(Saved entries)
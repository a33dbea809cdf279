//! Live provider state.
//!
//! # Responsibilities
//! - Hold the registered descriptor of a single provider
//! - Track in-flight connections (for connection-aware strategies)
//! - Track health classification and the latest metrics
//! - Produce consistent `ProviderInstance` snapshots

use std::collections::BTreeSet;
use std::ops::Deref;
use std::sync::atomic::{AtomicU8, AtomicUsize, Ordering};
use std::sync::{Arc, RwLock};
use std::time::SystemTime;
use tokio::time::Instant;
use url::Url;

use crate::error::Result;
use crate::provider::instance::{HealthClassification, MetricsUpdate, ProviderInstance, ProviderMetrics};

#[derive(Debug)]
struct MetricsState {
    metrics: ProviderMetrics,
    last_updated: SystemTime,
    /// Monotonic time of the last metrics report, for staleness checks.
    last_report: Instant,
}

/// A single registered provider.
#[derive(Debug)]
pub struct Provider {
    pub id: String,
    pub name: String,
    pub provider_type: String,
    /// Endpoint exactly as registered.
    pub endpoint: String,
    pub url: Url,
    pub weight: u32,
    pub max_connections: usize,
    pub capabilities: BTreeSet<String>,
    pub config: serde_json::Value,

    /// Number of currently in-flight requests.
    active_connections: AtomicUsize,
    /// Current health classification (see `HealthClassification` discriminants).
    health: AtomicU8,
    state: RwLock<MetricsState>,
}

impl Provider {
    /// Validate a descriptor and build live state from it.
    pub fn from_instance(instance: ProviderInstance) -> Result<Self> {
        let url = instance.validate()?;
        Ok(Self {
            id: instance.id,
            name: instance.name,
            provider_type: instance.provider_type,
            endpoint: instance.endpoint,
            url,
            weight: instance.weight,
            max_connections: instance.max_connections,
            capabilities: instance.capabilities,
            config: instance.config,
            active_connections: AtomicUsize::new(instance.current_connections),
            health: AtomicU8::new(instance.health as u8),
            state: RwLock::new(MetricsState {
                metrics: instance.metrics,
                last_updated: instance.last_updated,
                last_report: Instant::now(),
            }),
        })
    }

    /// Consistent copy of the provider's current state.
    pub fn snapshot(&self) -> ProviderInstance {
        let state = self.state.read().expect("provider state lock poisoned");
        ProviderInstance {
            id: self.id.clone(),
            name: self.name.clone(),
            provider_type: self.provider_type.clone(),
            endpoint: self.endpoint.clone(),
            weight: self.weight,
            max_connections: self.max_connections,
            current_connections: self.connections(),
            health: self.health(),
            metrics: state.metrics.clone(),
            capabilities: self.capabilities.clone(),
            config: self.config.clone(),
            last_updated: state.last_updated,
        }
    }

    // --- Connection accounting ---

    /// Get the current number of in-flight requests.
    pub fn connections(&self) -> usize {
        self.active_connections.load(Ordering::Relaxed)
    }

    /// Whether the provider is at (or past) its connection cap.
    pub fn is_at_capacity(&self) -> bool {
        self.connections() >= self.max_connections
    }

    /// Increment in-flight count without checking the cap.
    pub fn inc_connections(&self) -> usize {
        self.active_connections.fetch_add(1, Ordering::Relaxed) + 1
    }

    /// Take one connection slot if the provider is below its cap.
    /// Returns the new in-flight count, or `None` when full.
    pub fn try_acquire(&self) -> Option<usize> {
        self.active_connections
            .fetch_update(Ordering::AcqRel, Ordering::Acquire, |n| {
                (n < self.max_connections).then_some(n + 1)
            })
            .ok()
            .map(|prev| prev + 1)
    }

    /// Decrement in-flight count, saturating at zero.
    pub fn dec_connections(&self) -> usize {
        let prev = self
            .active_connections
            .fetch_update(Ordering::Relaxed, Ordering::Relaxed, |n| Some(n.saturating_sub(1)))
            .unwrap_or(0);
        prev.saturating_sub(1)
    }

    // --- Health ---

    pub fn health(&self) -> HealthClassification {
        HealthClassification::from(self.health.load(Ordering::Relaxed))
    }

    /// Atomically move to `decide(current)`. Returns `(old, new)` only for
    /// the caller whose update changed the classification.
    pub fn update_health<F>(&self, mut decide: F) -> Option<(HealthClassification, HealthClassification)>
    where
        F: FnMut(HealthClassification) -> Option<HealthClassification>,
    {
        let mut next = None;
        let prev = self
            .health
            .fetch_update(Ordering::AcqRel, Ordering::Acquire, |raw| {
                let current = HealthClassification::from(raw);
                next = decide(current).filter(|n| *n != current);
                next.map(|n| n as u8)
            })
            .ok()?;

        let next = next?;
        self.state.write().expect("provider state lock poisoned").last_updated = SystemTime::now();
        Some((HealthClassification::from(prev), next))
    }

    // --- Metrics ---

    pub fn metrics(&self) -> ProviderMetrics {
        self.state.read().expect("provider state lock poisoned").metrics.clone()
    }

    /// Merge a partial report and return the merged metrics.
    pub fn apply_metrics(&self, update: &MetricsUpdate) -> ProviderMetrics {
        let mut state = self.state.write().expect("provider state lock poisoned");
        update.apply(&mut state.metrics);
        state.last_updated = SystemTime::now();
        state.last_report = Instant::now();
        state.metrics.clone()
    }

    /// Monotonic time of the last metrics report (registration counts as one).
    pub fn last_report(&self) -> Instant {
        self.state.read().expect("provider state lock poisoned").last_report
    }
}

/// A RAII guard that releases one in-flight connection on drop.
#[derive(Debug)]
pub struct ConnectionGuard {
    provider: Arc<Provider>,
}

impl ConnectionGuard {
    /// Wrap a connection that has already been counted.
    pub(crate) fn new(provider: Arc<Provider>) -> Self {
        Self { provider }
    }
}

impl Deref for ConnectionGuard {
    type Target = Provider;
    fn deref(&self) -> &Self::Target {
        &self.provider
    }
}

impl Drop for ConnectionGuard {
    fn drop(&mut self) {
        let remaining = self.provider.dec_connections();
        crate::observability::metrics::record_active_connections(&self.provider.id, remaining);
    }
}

**ACTIVITY**
Print exactly the lines above from the one with "currently in-flight requests." to the one with "state from it.", including both.

**RESPONSE AREA**
    /// Number of currently in-flight requests.
    active_connections: AtomicUsize,
    /// Current health classification (see `HealthClassification` discriminants).
    health: AtomicU8,
    state: RwLock<MetricsState>,
}

impl Provider {
    /// Validate a descriptor and build live state from it.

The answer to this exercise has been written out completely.